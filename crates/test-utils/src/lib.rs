pub mod builders;
pub mod fake_backend;

use std::sync::Once;
use tracing_subscriber::{EnvFilter, fmt};

static INIT: Once = Once::new();

/// Initialise tracing for tests.
///
/// - Uses `with_test_writer()`, so logs are captured per-test.
/// - The Rust test harness only prints captured output for **failing** tests
///   (unless you run with `-- --nocapture`).
///
/// Enable levels with e.g.:
/// `RUST_LOG=debug cargo test`
pub fn init_tracing() {
    INIT.call_once(|| {
        let filter =
            EnvFilter::try_from_default_env().unwrap_or_else(|_| EnvFilter::new("info"));

        fmt()
            .with_env_filter(filter)
            .with_test_writer() // print only for failing tests unless --nocapture
            .with_target(true)
            .init();
    });
}
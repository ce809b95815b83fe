// src/config/mod.rs

//! Configuration loading and validation.
//!
//! - [`model`] declares the raw (as-deserialised) and checked config types.
//! - [`loader`] reads TOML from disk.
//! - [`validate`] turns a `RawConfigFile` into a checked [`ConfigFile`].

pub mod loader;
pub mod model;
pub mod validate;

pub use loader::{default_config_path, load_and_validate, load_or_default};
pub use model::{
    AuthSection, ConfigFile, DirsSection, LimitsSection, RawConfigFile, StoreSection,
};
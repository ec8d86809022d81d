use image::imageops;

use crate::detect::backend::MotionDetector;
use crate::detect::contour::max_contour_area;
use crate::detect::mask::{dilate, threshold_difference};
use crate::detect::result::ChangeReport;
use crate::frame::{Frame, IntensityMap};

/// Default spatial-extent threshold (contour area in pixels).
pub const DEFAULT_AREA_THRESHOLD: f64 = 50_000.0;
/// Default per-pixel intensity delta above which a pixel counts as changed.
pub const DEFAULT_PIXEL_DELTA: u8 = 25;
/// Sigma equivalent to a 21x21 Gaussian kernel.
pub const DEFAULT_BLUR_SIGMA: f32 = 3.5;
/// Default number of 3x3 dilation passes.
pub const DEFAULT_DILATE_ITERATIONS: u32 = 2;

/// Tuning for `ChangeDetector`.
#[derive(Clone, Copy, Debug, PartialEq)]
pub struct DetectorSettings {
    /// Motion is reported when the largest region area is strictly greater.
    pub area_threshold: f64,
    pub pixel_delta: u8,
    /// Gaussian sigma for noise suppression. 0 disables smoothing.
    pub blur_sigma: f32,
    pub dilate_iterations: u32,
}

impl Default for DetectorSettings {
    fn default() -> Self {
        Self {
            area_threshold: DEFAULT_AREA_THRESHOLD,
            pixel_delta: DEFAULT_PIXEL_DELTA,
            blur_sigma: DEFAULT_BLUR_SIGMA,
            dilate_iterations: DEFAULT_DILATE_ITERATIONS,
        }
    }
}

/// Frame-differencing motion detector.
///
/// Each frame is reduced to a smoothed intensity map and compared against the
/// map of the immediately preceding frame. The reference is replaced on every
/// call, whether or not motion was reported; there is no background model.
pub struct ChangeDetector {
    settings: DetectorSettings,
    reference: Option<IntensityMap>,
}

impl ChangeDetector {
    pub fn new(settings: DetectorSettings) -> Self {
        Self {
            settings,
            reference: None,
        }
    }

    pub fn settings(&self) -> &DetectorSettings {
        &self.settings
    }

    pub fn has_reference(&self) -> bool {
        self.reference.is_some()
    }

    /// Grayscale conversion followed by Gaussian smoothing.
    pub fn intensity_map(&self, frame: &Frame) -> IntensityMap {
        let gray = imageops::grayscale(frame.image());
        if self.settings.blur_sigma > 0.0 {
            IntensityMap::new(imageops::blur(&gray, self.settings.blur_sigma))
        } else {
            IntensityMap::new(gray)
        }
    }

    pub fn observe(&mut self, frame: &Frame) -> ChangeReport {
        let current = self.intensity_map(frame);

        let report = match self.reference.take() {
            None => ChangeReport::baseline(),
            Some(reference) if reference.dimensions() != current.dimensions() => {
                log::warn!(
                    "frame size changed from {:?} to {:?}; resetting reference",
                    reference.dimensions(),
                    current.dimensions()
                );
                ChangeReport::baseline()
            }
            Some(reference) => {
                let mask = threshold_difference(
                    current.as_gray(),
                    reference.as_gray(),
                    self.settings.pixel_delta,
                );
                let mask = dilate(&mask, self.settings.dilate_iterations);
                let (max_area, regions) = max_contour_area(&mask);
                ChangeReport::from_area(max_area, regions, self.settings.area_threshold)
            }
        };

        self.reference = Some(current);
        report
    }

    pub fn reset(&mut self) {
        self.reference = None;
    }
}

impl Default for ChangeDetector {
    fn default() -> Self {
        Self::new(DetectorSettings::default())
    }
}

impl MotionDetector for ChangeDetector {
    fn name(&self) -> &'static str {
        "frame-diff"
    }

    fn observe(&mut self, frame: &Frame) -> ChangeReport {
        ChangeDetector::observe(self, frame)
    }

    fn reset(&mut self) {
        ChangeDetector::reset(self)
    }
}
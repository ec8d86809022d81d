//! roomwatchd - motion watcher daemon
//!
//! This daemon:
//! 1. Captures frames from the configured source (synthetic or image directory)
//! 2. Compares every frame with the previous one
//! 3. On motion, saves a JPEG snapshot (debounced by the snapshot cooldown)
//! 4. On motion, publishes a notification to MQTT (debounced independently)
//!
//! Stop with Ctrl-C; the source is released and a run summary is logged.

use anyhow::{Context, Result};
use clap::Parser;
use std::path::PathBuf;

use roomwatch::config::validate_topic;
use roomwatch::sink::{EventPublisher, NullPublisher};
use roomwatch::transport::{parse_mqtt_endpoint, TlsMaterials};
use roomwatch::{
    open_source, CancelToken, ChangeDetector, DirectorySnapshotStore, MqttPublisher, MqttSettings,
    Pipeline, RoomwatchConfig, SystemClock,
};

#[derive(Parser, Debug)]
#[command(author, version, about = "Watch a camera for motion, save snapshots and notify over MQTT")]
struct Args {
    /// JSON config file.
    #[arg(long, env = "ROOMWATCH_CONFIG")]
    config: Option<PathBuf>,

    /// Frame source: stub://<name> or a directory of images.
    #[arg(long)]
    source: Option<String>,

    /// Directory for motion snapshots.
    #[arg(long)]
    snapshot_dir: Option<PathBuf>,

    /// MQTT broker address (host:port, mqtt://, mqtts://).
    #[arg(long)]
    mqtt_broker: Option<String>,

    /// MQTT username.
    #[arg(long)]
    mqtt_username: Option<String>,

    /// MQTT password.
    #[arg(long)]
    mqtt_password: Option<String>,

    /// Topic for motion notifications.
    #[arg(long)]
    mqtt_topic: Option<String>,

    /// Minimum changed-region area for motion.
    #[arg(long)]
    threshold: Option<f64>,

    /// Run without a broker; notifications are dropped.
    #[arg(long)]
    no_publish: bool,
}

impl Args {
    fn apply(self, cfg: &mut RoomwatchConfig) {
        if let Some(source) = self.source {
            cfg.source.url = source;
        }
        if let Some(dir) = self.snapshot_dir {
            cfg.snapshots.dir = dir;
        }
        if let Some(broker) = self.mqtt_broker {
            cfg.mqtt.broker = broker;
        }
        if let Some(username) = self.mqtt_username {
            cfg.mqtt.username = Some(username);
        }
        if let Some(password) = self.mqtt_password {
            cfg.mqtt.password = Some(password);
        }
        if let Some(topic) = self.mqtt_topic {
            cfg.mqtt.topic = topic;
        }
        if let Some(threshold) = self.threshold {
            cfg.detector.area_threshold = threshold;
        }
        if self.no_publish {
            cfg.mqtt.enabled = false;
        }
    }
}

fn main() -> Result<()> {
    env_logger::Builder::from_env(env_logger::Env::default().default_filter_or("info")).init();
    let args = Args::parse();

    let mut cfg = RoomwatchConfig::load_unvalidated(args.config.as_deref())?;
    args.apply(&mut cfg);
    cfg.validate()?;

    let publisher = build_publisher(&cfg)?;
    let source = open_source(&cfg.source)
        .with_context(|| format!("failed to open frame source {}", cfg.source.url))?;
    let detector = ChangeDetector::new(cfg.detector.clone());
    let snapshots = DirectorySnapshotStore::new(&cfg.snapshots.dir);

    log::info!("roomwatchd {} starting", env!("CARGO_PKG_VERSION"));
    log::info!(
        "source={} ({}x{}), snapshots in {}",
        cfg.source.url,
        cfg.source.width,
        cfg.source.height,
        cfg.snapshots.dir.display()
    );
    log::info!(
        "threshold={} pixel_delta={} blur_sigma={} dilate={}",
        cfg.detector.area_threshold,
        cfg.detector.pixel_delta,
        cfg.detector.blur_sigma,
        cfg.detector.dilate_iterations
    );

    let cancel = CancelToken::new();
    let handler_token = cancel.clone();
    ctrlc::set_handler(move || handler_token.cancel())
        .context("error setting Ctrl-C handler")?;

    let mut pipeline = Pipeline::new(
        source,
        detector,
        snapshots,
        publisher,
        SystemClock,
        cfg.pipeline_settings(),
    );
    let summary = pipeline.run(&cancel)?;

    log::info!(
        "roomwatchd stopped; {} snapshots saved to {}",
        summary.snapshots,
        cfg.snapshots.dir.display()
    );
    Ok(())
}

fn build_publisher(cfg: &RoomwatchConfig) -> Result<Box<dyn EventPublisher>> {
    if !cfg.mqtt.enabled {
        log::warn!("MQTT publishing disabled; motion notifications will be dropped");
        return Ok(Box::new(NullPublisher));
    }
    validate_topic(&cfg.mqtt.topic)?;
    let endpoint = parse_mqtt_endpoint(&cfg.mqtt.broker)?;
    let tls = TlsMaterials::load(
        cfg.mqtt.tls_ca_path.as_deref(),
        cfg.mqtt.tls_client_cert_path.as_deref(),
        cfg.mqtt.tls_client_key_path.as_deref(),
    )?;
    let transport = tls.build_transport(&endpoint)?;
    if cfg.mqtt.username.is_none() {
        log::warn!("MQTT username not set; connecting anonymously");
    }
    log::info!("publishing motion to {} on {}", cfg.mqtt.topic, endpoint);

    Ok(Box::new(MqttPublisher::new(
        MqttSettings {
            endpoint,
            client_id: cfg.mqtt.client_id.clone(),
            username: cfg.mqtt.username.clone(),
            password: cfg.mqtt.password.clone(),
            timeout: cfg.mqtt.timeout,
        },
        transport,
    )))
}
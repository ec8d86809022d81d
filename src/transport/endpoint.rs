//! MQTT broker endpoint parsing and transport selection.

use anyhow::{anyhow, Context, Result};
use rumqttc::Transport;
use std::path::Path;

pub const DEFAULT_MQTT_PORT: u16 = 1883;
pub const DEFAULT_MQTTS_PORT: u16 = 8883;

/// MQTT endpoint with TLS flag.
#[derive(Clone, Debug, PartialEq, Eq)]
pub struct MqttEndpoint {
    pub host: String,
    pub port: u16,
    pub use_tls: bool,
}

impl std::fmt::Display for MqttEndpoint {
    fn fmt(&self, f: &mut std::fmt::Formatter<'_>) -> std::fmt::Result {
        let scheme = if self.use_tls { "mqtts" } else { "mqtt" };
        if self.host.contains(':') {
            write!(f, "{}://[{}]:{}", scheme, self.host, self.port)
        } else {
            write!(f, "{}://{}:{}", scheme, self.host, self.port)
        }
    }
}

/// PEM materials for MQTT over TLS.
///
/// Without a CA the transport falls back to the default root store.
#[derive(Clone, Debug, Default)]
pub struct TlsMaterials {
    pub ca: Option<Vec<u8>>,
    pub client_auth: Option<(Vec<u8>, Vec<u8>)>,
}

impl TlsMaterials {
    /// Load TLS materials from file paths. Client cert and key go together.
    pub fn load(
        ca_path: Option<&Path>,
        client_cert_path: Option<&Path>,
        client_key_path: Option<&Path>,
    ) -> Result<Self> {
        let ca = match ca_path {
            Some(path) => Some(
                std::fs::read(path)
                    .with_context(|| format!("failed to read MQTT TLS CA '{}'", path.display()))?,
            ),
            None => None,
        };

        let client_auth = match (client_cert_path, client_key_path) {
            (Some(cert_path), Some(key_path)) => {
                let cert = std::fs::read(cert_path).with_context(|| {
                    format!(
                        "failed to read MQTT TLS client cert '{}'",
                        cert_path.display()
                    )
                })?;
                let key = std::fs::read(key_path).with_context(|| {
                    format!(
                        "failed to read MQTT TLS client key '{}'",
                        key_path.display()
                    )
                })?;
                Some((cert, key))
            }
            (None, None) => None,
            (Some(_), None) => {
                return Err(anyhow!("MQTT TLS client certificate provided without key"))
            }
            (None, Some(_)) => {
                return Err(anyhow!("MQTT TLS client key provided without certificate"))
            }
        };

        Ok(Self { ca, client_auth })
    }

    pub fn is_configured(&self) -> bool {
        self.ca.is_some() || self.client_auth.is_some()
    }

    /// Build the rumqttc transport for `endpoint`.
    pub fn build_transport(&self, endpoint: &MqttEndpoint) -> Result<Transport> {
        if !endpoint.use_tls {
            if self.is_configured() {
                return Err(anyhow!(
                    "MQTT TLS materials provided but TLS is disabled (use an mqtts:// broker)"
                ));
            }
            return Ok(Transport::tcp());
        }
        if !self.is_configured() {
            return Ok(Transport::tls_with_default_config());
        }
        let ca = self.ca.clone().ok_or_else(|| {
            anyhow!("MQTT TLS CA certificate is required when providing client certificates")
        })?;
        Ok(Transport::tls(ca, self.client_auth.clone(), None))
    }
}

/// Parse an MQTT endpoint from an address string.
///
/// Supports formats:
/// - `host` (default port for the scheme)
/// - `host:port`
/// - `mqtt://host:port`, `tcp://host:port` (plain TCP)
/// - `mqtts://host:port`, `ssl://host:port` (TLS)
/// - `[ipv6]:port`
pub fn parse_mqtt_endpoint(addr: &str) -> Result<MqttEndpoint> {
    let mut use_tls = false;
    let mut remainder = addr.trim();

    if let Some((scheme, rest)) = remainder.split_once("://") {
        match scheme {
            "mqtt" | "tcp" => {}
            "mqtts" | "ssl" => use_tls = true,
            other => return Err(anyhow!("unsupported MQTT scheme: {}", other)),
        }
        remainder = rest;
    }
    let remainder = remainder.trim_end_matches('/');
    if remainder.is_empty() {
        return Err(anyhow!("MQTT broker address is empty"));
    }

    let default_port = if use_tls {
        DEFAULT_MQTTS_PORT
    } else {
        DEFAULT_MQTT_PORT
    };
    let (host, port) = split_host_port(remainder, default_port)?;
    if host.is_empty() {
        return Err(anyhow!("missing MQTT host in {}", addr));
    }
    Ok(MqttEndpoint {
        host,
        port,
        use_tls,
    })
}

fn split_host_port(addr: &str, default_port: u16) -> Result<(String, u16)> {
    // [::1]:1883
    if let Some(rest) = addr.strip_prefix('[') {
        let (host, rest) = rest
            .split_once(']')
            .ok_or_else(|| anyhow!("invalid MQTT address: {}", addr))?;
        let port = match rest.strip_prefix(':') {
            Some(port) => port
                .parse()
                .with_context(|| format!("invalid MQTT port in {}", addr))?,
            None if rest.is_empty() => default_port,
            None => return Err(anyhow!("invalid MQTT address: {}", addr)),
        };
        return Ok((host.to_string(), port));
    }

    match addr.rsplit_once(':') {
        // Bare IPv6 without brackets has several colons and no port.
        Some((host, _)) if host.contains(':') => Ok((addr.to_string(), default_port)),
        Some((host, port)) => {
            let port: u16 = port
                .parse()
                .with_context(|| format!("invalid MQTT port in {}", addr))?;
            Ok((host.to_string(), port))
        }
        None => Ok((addr.to_string(), default_port)),
    }
}

#[cfg(test)]
mod tests {
    use super::*;

    #[test]
    fn parse_endpoint_plain() {
        let endpoint = parse_mqtt_endpoint("localhost:1883").unwrap();
        assert_eq!(endpoint.host, "localhost");
        assert_eq!(endpoint.port, 1883);
        assert!(!endpoint.use_tls);
    }

    #[test]
    fn parse_endpoint_host_only_uses_default_port() {
        let endpoint = parse_mqtt_endpoint("broker.lan").unwrap();
        assert_eq!(endpoint.port, DEFAULT_MQTT_PORT);
        let endpoint = parse_mqtt_endpoint("mqtts://broker.lan").unwrap();
        assert_eq!(endpoint.port, DEFAULT_MQTTS_PORT);
        assert!(endpoint.use_tls);
    }

    #[test]
    fn parse_endpoint_schemes() {
        assert!(parse_mqtt_endpoint("ssl://10.0.0.2:8883").unwrap().use_tls);
        assert!(!parse_mqtt_endpoint("tcp://10.0.0.2:1883").unwrap().use_tls);
        assert!(parse_mqtt_endpoint("ws://10.0.0.2:80").is_err());
    }

    #[test]
    fn parse_endpoint_ipv6() {
        let endpoint = parse_mqtt_endpoint("[::1]:1884").unwrap();
        assert_eq!(endpoint.host, "::1");
        assert_eq!(endpoint.port, 1884);
        assert_eq!(endpoint.to_string(), "mqtt://[::1]:1884");
    }

    #[test]
    fn parse_endpoint_rejects_bad_input() {
        assert!(parse_mqtt_endpoint("").is_err());
        assert!(parse_mqtt_endpoint("mqtt://").is_err());
        assert!(parse_mqtt_endpoint("localhost:notaport").is_err());
        assert!(parse_mqtt_endpoint(":1883").is_err());
    }

    #[test]
    fn tls_materials_require_tls_endpoint() {
        let materials = TlsMaterials {
            ca: Some(b"pem".to_vec()),
            client_auth: None,
        };
        let endpoint = parse_mqtt_endpoint("localhost:1883").unwrap();
        assert!(materials.build_transport(&endpoint).is_err());
    }

    #[test]
    fn tls_materials_requires_both_cert_and_key() {
        let dir = tempfile::tempdir().unwrap();
        let cert = dir.path().join("client.pem");
        std::fs::write(&cert, b"cert").unwrap();
        let err = TlsMaterials::load(None, Some(cert.as_path()), None).unwrap_err();
        assert!(format!("{err}").contains("without key"));
    }
}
============
▶ _Task to complete_: Print, please, the lines above from the very first through the one that holds "pub mod validate;", both included, word for word and with nothing else.

▶ _Your response_:
filename crates/test-utils/src/lib.rs
pub mod builders;
pub mod fake_backend;

use std::sync::Once;
use tracing_subscriber::{EnvFilter, fmt};

static INIT: Once = Once::new();

/// Initialise tracing for tests.
///
/// - Uses `with_test_writer()`, so logs are captured per-test.
/// - The Rust test harness only prints captured output for **failing** tests
///   (unless you run with `-- --nocapture`).
///
/// Enable levels with e.g.:
/// `RUST_LOG=debug cargo test`
pub fn init_tracing() {
    INIT.call_once(|| {
        let filter =
            EnvFilter::try_from_default_env().unwrap_or_else(|_| EnvFilter::new("info"));

        fmt()
            .with_env_filter(filter)
            .with_test_writer() // print only for failing tests unless --nocapture
            .with_target(true)
            .init();
    });
}
repository ce809b95815b83fe
// src/config/mod.rs

//! Configuration loading and validation.
//!
//! - [`model`] declares the raw (as-deserialised) and checked config types.
//! - [`loader`] reads TOML from disk.
//! - [`validate`] turns a `RawConfigFile` into a checked [`ConfigFile`].

pub mod loader;
pub mod model;
pub mod validate;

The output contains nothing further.